List each line of the data in which the string "needed" appears.

Stored items:
=====
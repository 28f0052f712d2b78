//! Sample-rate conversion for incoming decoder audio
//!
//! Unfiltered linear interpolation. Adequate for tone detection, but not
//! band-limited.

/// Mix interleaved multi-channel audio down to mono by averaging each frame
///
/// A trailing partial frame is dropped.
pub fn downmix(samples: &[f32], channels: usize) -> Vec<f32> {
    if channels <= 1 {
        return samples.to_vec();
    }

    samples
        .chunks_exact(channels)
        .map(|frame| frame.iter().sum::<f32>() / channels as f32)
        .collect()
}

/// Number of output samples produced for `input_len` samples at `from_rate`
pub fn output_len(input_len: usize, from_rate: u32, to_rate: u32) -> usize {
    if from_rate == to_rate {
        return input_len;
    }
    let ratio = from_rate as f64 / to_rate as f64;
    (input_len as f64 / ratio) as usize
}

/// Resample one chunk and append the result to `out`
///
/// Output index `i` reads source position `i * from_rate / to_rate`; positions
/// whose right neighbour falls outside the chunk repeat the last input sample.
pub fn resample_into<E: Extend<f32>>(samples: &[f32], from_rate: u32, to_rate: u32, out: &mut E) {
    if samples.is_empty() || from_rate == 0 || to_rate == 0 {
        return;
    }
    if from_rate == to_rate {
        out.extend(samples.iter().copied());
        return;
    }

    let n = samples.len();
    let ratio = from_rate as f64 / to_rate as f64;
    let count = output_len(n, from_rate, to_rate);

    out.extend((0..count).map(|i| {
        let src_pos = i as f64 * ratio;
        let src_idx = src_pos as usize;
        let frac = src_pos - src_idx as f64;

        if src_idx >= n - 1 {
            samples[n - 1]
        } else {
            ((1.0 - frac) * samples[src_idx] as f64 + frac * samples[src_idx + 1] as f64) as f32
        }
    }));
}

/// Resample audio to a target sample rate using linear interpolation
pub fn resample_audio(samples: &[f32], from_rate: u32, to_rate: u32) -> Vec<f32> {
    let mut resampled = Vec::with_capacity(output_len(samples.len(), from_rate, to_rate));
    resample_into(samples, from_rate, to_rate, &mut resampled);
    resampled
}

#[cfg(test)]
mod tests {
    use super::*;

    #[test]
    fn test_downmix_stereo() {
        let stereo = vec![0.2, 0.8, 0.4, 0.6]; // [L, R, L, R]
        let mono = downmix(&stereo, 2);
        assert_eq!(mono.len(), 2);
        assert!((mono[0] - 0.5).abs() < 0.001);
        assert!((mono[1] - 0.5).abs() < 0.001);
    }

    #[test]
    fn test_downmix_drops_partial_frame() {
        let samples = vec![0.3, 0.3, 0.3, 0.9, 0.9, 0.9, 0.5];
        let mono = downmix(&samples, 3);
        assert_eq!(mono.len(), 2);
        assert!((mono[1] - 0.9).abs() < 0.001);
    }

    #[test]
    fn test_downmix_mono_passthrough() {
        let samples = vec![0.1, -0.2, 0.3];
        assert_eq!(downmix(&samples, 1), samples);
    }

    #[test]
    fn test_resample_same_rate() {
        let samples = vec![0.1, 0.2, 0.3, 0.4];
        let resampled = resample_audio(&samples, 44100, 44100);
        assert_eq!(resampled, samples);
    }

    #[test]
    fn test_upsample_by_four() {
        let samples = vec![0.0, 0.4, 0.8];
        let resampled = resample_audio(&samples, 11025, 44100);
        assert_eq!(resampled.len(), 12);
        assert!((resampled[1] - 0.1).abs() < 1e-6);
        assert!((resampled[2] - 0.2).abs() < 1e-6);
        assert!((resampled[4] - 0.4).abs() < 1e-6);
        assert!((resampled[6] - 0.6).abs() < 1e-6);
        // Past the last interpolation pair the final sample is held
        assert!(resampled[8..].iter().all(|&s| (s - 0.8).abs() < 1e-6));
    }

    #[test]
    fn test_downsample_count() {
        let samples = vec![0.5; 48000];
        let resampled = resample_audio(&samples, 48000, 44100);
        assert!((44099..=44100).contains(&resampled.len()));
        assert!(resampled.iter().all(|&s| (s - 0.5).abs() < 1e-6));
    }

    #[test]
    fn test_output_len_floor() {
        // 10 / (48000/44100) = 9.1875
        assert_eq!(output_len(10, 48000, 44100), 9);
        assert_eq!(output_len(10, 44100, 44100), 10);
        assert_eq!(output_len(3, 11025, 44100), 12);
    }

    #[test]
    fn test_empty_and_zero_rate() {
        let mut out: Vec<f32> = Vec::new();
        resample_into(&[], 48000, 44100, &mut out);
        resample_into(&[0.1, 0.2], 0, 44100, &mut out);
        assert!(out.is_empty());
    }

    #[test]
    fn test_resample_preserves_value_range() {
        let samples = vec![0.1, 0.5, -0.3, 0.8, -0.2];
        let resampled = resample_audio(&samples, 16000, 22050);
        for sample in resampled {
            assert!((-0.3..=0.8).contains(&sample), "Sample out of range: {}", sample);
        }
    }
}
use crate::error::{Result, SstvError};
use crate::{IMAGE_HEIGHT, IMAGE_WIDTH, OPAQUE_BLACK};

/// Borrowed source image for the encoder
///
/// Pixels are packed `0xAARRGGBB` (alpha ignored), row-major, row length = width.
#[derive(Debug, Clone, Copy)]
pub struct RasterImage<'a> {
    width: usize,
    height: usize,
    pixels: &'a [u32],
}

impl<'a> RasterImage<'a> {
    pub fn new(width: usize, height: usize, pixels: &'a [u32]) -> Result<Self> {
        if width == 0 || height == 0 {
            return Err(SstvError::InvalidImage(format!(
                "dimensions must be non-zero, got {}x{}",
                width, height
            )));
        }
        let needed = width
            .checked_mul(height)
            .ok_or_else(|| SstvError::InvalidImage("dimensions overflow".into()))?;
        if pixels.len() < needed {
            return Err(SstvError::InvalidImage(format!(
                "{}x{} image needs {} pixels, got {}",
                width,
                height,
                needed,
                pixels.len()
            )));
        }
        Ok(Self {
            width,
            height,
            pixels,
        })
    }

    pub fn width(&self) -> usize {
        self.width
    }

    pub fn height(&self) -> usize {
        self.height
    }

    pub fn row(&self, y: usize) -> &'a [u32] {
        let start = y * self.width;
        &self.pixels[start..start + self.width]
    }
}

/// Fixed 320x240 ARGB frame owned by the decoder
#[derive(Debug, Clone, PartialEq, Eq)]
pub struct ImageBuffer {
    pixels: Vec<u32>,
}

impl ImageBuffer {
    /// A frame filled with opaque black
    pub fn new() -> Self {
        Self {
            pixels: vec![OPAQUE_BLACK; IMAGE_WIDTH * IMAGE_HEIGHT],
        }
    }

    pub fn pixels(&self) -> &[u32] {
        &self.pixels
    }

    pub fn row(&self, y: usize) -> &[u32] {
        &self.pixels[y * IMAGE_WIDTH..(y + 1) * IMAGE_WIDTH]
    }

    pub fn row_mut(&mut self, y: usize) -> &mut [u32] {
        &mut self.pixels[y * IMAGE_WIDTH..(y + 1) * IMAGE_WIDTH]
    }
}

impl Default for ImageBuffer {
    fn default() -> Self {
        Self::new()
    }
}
=====
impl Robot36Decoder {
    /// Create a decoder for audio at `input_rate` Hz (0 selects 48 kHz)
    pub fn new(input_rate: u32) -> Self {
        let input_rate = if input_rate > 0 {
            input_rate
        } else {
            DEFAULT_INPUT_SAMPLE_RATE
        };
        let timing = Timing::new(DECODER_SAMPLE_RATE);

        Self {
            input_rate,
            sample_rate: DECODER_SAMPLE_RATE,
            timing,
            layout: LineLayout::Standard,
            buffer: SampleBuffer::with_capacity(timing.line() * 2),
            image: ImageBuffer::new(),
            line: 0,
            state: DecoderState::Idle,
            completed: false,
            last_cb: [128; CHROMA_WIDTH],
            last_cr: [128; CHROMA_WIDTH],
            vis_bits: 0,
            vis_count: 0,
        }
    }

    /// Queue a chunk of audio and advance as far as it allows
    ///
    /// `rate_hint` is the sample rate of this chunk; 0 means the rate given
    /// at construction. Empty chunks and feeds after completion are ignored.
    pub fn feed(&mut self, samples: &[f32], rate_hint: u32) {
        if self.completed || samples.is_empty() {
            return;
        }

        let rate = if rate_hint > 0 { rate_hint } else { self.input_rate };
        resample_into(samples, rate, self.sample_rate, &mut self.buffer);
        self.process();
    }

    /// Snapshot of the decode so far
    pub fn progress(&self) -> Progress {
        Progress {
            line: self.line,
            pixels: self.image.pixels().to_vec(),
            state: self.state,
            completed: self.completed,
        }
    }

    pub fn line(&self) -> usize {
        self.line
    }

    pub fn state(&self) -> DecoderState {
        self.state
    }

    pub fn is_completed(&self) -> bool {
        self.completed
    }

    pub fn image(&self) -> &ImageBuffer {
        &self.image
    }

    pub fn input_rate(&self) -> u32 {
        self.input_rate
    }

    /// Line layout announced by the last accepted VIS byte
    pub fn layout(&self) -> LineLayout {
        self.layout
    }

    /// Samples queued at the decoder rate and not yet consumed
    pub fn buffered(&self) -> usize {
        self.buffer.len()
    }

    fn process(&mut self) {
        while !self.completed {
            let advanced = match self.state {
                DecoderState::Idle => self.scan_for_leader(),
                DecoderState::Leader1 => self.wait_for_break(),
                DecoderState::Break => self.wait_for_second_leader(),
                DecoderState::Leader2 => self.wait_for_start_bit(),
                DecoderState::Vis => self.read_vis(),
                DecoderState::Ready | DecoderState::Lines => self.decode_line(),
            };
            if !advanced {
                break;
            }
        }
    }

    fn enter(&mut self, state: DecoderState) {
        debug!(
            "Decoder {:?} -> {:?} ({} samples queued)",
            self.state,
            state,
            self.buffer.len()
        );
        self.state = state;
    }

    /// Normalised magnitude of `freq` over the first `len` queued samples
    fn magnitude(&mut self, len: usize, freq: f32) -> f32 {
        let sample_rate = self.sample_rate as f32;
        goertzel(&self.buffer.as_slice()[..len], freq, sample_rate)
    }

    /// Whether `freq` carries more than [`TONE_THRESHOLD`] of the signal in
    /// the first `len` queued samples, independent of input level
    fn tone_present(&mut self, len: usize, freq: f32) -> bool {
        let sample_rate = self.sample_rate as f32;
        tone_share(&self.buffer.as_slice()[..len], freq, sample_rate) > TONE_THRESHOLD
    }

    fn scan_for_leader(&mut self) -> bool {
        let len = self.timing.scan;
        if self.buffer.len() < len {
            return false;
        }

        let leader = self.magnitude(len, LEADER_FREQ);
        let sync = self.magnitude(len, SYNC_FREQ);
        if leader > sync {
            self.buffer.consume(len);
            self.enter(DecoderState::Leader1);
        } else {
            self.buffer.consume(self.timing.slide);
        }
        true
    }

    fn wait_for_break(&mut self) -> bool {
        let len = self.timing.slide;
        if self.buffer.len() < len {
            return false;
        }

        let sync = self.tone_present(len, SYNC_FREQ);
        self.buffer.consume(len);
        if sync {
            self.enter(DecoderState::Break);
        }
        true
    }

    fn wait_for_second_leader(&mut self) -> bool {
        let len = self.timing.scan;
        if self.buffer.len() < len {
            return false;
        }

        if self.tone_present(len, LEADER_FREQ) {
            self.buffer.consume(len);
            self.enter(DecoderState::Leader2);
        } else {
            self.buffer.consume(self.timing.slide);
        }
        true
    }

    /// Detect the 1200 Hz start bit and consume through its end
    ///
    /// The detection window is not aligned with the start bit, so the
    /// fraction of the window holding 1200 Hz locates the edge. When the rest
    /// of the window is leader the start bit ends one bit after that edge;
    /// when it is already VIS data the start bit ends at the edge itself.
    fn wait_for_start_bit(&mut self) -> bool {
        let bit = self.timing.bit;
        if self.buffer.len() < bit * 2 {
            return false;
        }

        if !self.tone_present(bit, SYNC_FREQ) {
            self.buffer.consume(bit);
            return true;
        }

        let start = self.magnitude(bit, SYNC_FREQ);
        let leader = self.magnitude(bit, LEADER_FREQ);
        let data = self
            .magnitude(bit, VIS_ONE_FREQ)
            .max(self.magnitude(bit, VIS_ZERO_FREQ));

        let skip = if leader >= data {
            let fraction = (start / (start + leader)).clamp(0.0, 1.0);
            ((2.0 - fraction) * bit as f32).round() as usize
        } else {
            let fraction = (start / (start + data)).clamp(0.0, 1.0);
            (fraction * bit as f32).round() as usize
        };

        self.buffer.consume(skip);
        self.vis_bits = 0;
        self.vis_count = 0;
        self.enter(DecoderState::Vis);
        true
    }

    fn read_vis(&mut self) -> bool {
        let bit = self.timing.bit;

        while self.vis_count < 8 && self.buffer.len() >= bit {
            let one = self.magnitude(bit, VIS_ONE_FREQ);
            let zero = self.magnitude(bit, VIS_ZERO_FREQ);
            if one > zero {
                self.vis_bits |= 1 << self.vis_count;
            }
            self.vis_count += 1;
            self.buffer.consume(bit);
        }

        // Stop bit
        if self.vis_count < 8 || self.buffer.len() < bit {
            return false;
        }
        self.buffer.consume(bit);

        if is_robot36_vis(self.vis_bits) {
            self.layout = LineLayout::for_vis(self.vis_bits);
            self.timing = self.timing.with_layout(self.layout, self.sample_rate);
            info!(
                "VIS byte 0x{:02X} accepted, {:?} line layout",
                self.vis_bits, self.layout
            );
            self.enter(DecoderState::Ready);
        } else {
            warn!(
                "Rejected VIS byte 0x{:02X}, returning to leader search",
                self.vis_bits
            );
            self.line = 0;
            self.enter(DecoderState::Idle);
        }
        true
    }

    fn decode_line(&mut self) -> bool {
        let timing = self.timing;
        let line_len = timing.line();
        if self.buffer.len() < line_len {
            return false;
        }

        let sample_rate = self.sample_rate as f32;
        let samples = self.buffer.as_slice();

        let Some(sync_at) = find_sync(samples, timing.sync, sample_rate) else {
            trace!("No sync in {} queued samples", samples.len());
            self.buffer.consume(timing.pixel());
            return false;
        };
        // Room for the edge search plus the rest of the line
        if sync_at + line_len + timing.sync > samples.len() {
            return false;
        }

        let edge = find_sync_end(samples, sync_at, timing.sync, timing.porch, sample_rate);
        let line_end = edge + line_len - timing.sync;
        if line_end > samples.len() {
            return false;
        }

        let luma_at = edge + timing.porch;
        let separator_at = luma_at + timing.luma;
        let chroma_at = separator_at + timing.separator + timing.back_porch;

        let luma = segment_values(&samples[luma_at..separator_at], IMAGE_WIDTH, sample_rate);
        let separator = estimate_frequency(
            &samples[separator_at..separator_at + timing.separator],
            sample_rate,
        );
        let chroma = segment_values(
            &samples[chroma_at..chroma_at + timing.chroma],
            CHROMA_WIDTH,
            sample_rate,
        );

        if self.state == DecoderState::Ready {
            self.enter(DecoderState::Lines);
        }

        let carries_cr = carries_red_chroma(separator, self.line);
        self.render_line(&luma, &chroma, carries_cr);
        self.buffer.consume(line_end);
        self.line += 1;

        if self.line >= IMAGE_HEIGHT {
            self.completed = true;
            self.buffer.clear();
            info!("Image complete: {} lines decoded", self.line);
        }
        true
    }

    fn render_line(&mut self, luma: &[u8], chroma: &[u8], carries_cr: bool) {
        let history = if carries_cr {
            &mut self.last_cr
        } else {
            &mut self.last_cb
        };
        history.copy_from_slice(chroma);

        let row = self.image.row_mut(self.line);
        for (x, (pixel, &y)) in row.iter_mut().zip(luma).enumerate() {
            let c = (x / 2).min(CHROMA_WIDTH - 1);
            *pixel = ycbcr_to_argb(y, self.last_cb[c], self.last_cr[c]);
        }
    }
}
=====
Answer to this problem:
        let needed = width
        if pixels.len() < needed {
                needed,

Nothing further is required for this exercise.